La voracidad de las administraciones para conseguir aumentar sus presupuestos en tiempo de crisis podría tener un nuevo capítulo en Barcelona, donde se está planteando cobrar un euro a cada turista que pase por la ciudad condal para dotar de fondos a Barcelona Turisme, la entidad público-privada encargada de promocionar la capital catalana como destino turístico.

Imagen del usuario de Flickr masochismtango

La idea la ha lanzado el empresario hotelero y otrora dirigente barcelonista Joan Gaspart que, tal y como recoge La Vanguardia, se había negado hasta el momento a cualquier medida de este tipo, pero ha cambiado de opinión ante la caída de los presupuestos: "Tenemos que pensar en fórmulas para compensar los recortes", ha dicho.

Por supuesto, no se trata de la primera experiencia de este tipo, ni a nivel internacional, recientemente el Ayuntamiento de Roma anunció una medida similar y en Francia hace tiempo que se aplica; ni siquiera en España: en Baleares se aplicó entre 2001 y 2003 la llamada "ecotasa" con un resultado tan nefasto que tras ser retirada por el último gobierno del PP no ha sido recuperada por el actual ejecutivo encabezado por el PSOE.

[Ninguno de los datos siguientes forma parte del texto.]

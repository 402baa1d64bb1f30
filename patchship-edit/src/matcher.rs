//! Compiled form of a rule matcher.

use crate::error::{EditResult, PatchError};
use patchship_types::patch::Matcher;
use regex::Regex;

#[derive(Debug)]
pub(crate) enum CompiledMatcher {
    Literal(String),
    Regex(Regex),
}

impl CompiledMatcher {
    pub(crate) fn compile(rule_index: usize, matcher: &Matcher) -> EditResult<Self> {
        match matcher {
            Matcher::Literal { text } => {
                if text.is_empty() {
                    return Err(PatchError::InvalidPattern {
                        rule_index,
                        message: "literal matcher is empty".to_string(),
                    });
                }
                Ok(CompiledMatcher::Literal(text.clone()))
            }
            Matcher::Regex { pattern } => Regex::new(pattern)
                .map(CompiledMatcher::Regex)
                .map_err(|e| PatchError::InvalidPattern {
                    rule_index,
                    message: e.to_string(),
                }),
        }
    }

    pub(crate) fn count(&self, haystack: &str) -> usize {
        match self {
            CompiledMatcher::Literal(text) => haystack.matches(text.as_str()).count(),
            CompiledMatcher::Regex(re) => re.find_iter(haystack).count(),
        }
    }

    /// Literal replacements are inserted verbatim; regex replacements expand `$1` / `${name}`.
    pub(crate) fn replace(&self, haystack: &str, replacement: &str, all: bool) -> String {
        match (self, all) {
            (CompiledMatcher::Literal(text), true) => haystack.replace(text.as_str(), replacement),
            (CompiledMatcher::Literal(text), false) => {
                haystack.replacen(text.as_str(), replacement, 1)
            }
            (CompiledMatcher::Regex(re), true) => re.replace_all(haystack, replacement).into_owned(),
            (CompiledMatcher::Regex(re), false) => re.replace(haystack, replacement).into_owned(),
        }
    }

    /// Whether a matcher that found nothing has already been applied: the
    /// replacement text is present in the buffer. Regex replacements that
    /// expand captures cannot be checked and never count as applied.
    pub(crate) fn already_applied(&self, haystack: &str, replacement: &str) -> bool {
        if replacement.is_empty() {
            return false;
        }
        match self {
            CompiledMatcher::Literal(_) => haystack.contains(replacement),
            CompiledMatcher::Regex(_) => !replacement.contains('$') && haystack.contains(replacement),
        }
    }
}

Gaspart defiende que se trataría de un caso completamente diferente ya que la tasa balear "se dedicó a todo menos a promocionar las islas", mientras que la idea que defiende el presidente del poderoso grupo hotelero HUSA se dedicaría "al 100% a la promoción, que es la que en definitiva nos hace que sigan viviendo los turistas a la ciudad o a Cataluña".

Hereu, a favor pero sin quedarse sólo

En este mismo sentido, este mismo lunes 5 vemos como el propio alcalde de la Ciudad condal, Jordi Hereu, no sólo quiere cobrar el la tasa sino que también la cobren los demás, suponemos que para que la competencia no pueda jugar con ventaja.

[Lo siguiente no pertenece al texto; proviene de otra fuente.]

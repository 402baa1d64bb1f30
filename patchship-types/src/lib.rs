//! Shared DTOs for the patchship workspace.
//!
//! # Design constraints
//! - These types are read from config files and written to run artifacts.
//! - Prefer adding optional fields over changing semantics.

pub mod outcome;
pub mod patch;
pub mod step;

/// Schema identifiers.
pub mod schema {
    pub const PATCHSHIP_RUN_V1: &str = "patchship.run.v1";
}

Así, en declaraciones recogidas por Europa Press el alcalde ha dicho que están estudiando la medida pero que ésta debería formar parte de una "legislación tributaria general". Hereu ha añadido que tienen que hablarlo con el resto de ciudades y con el Ministerio de Economía.

Los turistas como cosa molesta

En su primer planteamiento estas tasas pueden parecer inocuas, tal y como el propio Gaspart ha dicho: "¿Dejarán de venir a Barcelona los turistas por tener que pagar un euro más?" No parece que vaya a ser así, pero en mi modesta opinión se parte de un enfoque erróneo: considerar al turismo como una tara para las ciudades.

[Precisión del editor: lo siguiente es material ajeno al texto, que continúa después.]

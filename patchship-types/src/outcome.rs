use crate::patch::PatchOutcome;
use crate::step::DeployStep;
use chrono::{DateTime, Utc};
use serde::{Deserialize, Serialize};

#[derive(Debug, Clone, Copy, PartialEq, Eq, Serialize, Deserialize)]
#[serde(rename_all = "snake_case")]
pub enum StepStatus {
    Succeeded,
    /// Completed with a non-fatal problem (nothing to commit, unhealthy endpoint, ...).
    Warned,
    Failed,
    /// Not attempted because an earlier fatal step failed, or the run was a dry-run.
    Skipped,
}

impl StepStatus {
    pub fn is_failure(self) -> bool {
        matches!(self, StepStatus::Failed)
    }
}

#[derive(Debug, Clone, PartialEq, Eq, Serialize, Deserialize)]
pub struct StepRecord {
    pub step: DeployStep,
    pub status: StepStatus,

    #[serde(default, skip_serializing_if = "Option::is_none")]
    pub message: Option<String>,

    #[serde(default = "default_true")]
    pub abort_on_failure: bool,
}

fn default_true() -> bool {
    true
}

/// Ordered log of one run. Append-only while the run is in progress.
#[derive(Debug, Clone, Serialize, Deserialize)]
pub struct RunOutcome {
    pub schema: String,
    pub run_id: String,
    pub started_at: DateTime<Utc>,

    #[serde(default, skip_serializing_if = "Option::is_none")]
    pub ended_at: Option<DateTime<Utc>>,

    #[serde(default)]
    pub records: Vec<StepRecord>,

    /// Index into `records` of the fatal step that stopped the run.
    #[serde(default, skip_serializing_if = "Option::is_none")]
    pub aborted_at: Option<usize>,

    #[serde(default, skip_serializing_if = "Vec::is_empty")]
    pub patches: Vec<PatchOutcome>,

    /// Copy-pasteable commands for finishing or undoing the run by hand.
    #[serde(default, skip_serializing_if = "Vec::is_empty")]
    pub recovery: Vec<String>,
}

impl RunOutcome {
    pub fn new() -> Self {
        Self {
            schema: crate::schema::PATCHSHIP_RUN_V1.to_string(),
            run_id: uuid::Uuid::new_v4().to_string(),
            started_at: Utc::now(),
            ended_at: None,
            records: Vec::new(),
            aborted_at: None,
            patches: Vec::new(),
            recovery: Vec::new(),
        }
    }

    pub fn failed(&self) -> impl Iterator<Item = &StepRecord> {
        self.records.iter().filter(|r| r.status.is_failure())
    }

    pub fn failed_count(&self) -> usize {
        self.failed().count()
    }

    pub fn warned_count(&self) -> usize {
        self.records
            .iter()
            .filter(|r| r.status == StepStatus::Warned)
            .count()
    }

    /// The run succeeded unless a fatal (`abort_on_failure`) step failed.
    pub fn is_success(&self) -> bool {
        self.aborted_at.is_none()
    }

    pub fn aborting_step(&self) -> Option<&StepRecord> {
        self.aborted_at.and_then(|i| self.records.get(i))
    }

    /// 0 on success, 2 when a fatal step failed.
    pub fn exit_code(&self) -> u8 {
        if self.is_success() { 0 } else { 2 }
    }
}

impl Default for RunOutcome {
    fn default() -> Self {
        Self::new()
    }
}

Eso se desprende, por ejemplo, de las declaraciones del alcalde de Roma, que recogía La Reppublica y en la que decía que "es justo que los turistas ayuden a nuestra ciudad a pagar los servicios y las actuaciones", algo parecido a lo que ha dicho este lunes el propio Hereu, para quién las ciudades necesitan tener un "retorno" de lo que les supone la estancia de los turistas.

Modestamente, uno siempre ha pensado que ese retorno lo generan los propios turistas gastando su dinero en hoteles, bares, restaurantes, entradas a museos y atracciones varias, en las tiendas de regalos, en las de ropa...

No, probablemente el turista no va a dejar de ir a Barcelona por no pagar un euro (aunque sin duda muchos dejarán de ir a Roma por una tasa de 10 euros por persona y noche, que son 280 euros para una familia de cuatro miembros en un viajecito de una semana), pero sí que dejarán de visitar una ciudad en la que no se sientan bien recibidos, en la que en lugar de invitarles amablemente se les pongan trabas y se les haga sentir como una incómoda carga. 

El propio Gaspart justifica su idea asegurando que "hacen falta más recursos para promoción turística, porque la competencia es muy alta", pero precisamente en un entorno de gran competencia no parece que subir los precios vaya a ser la mejor idea.

En unos meses estudiaremos lo que ocurra en Roma (esperemos que antes de que hayamos metido también la pata en España) y estoy convencido de que habrá sido un desastre. Eso sí, los políticos tendrán algo más de dinero para mantener a todo trapo sus respectivos chiringuitos, sus coches oficiales y sus propios y numerosísimos lujos.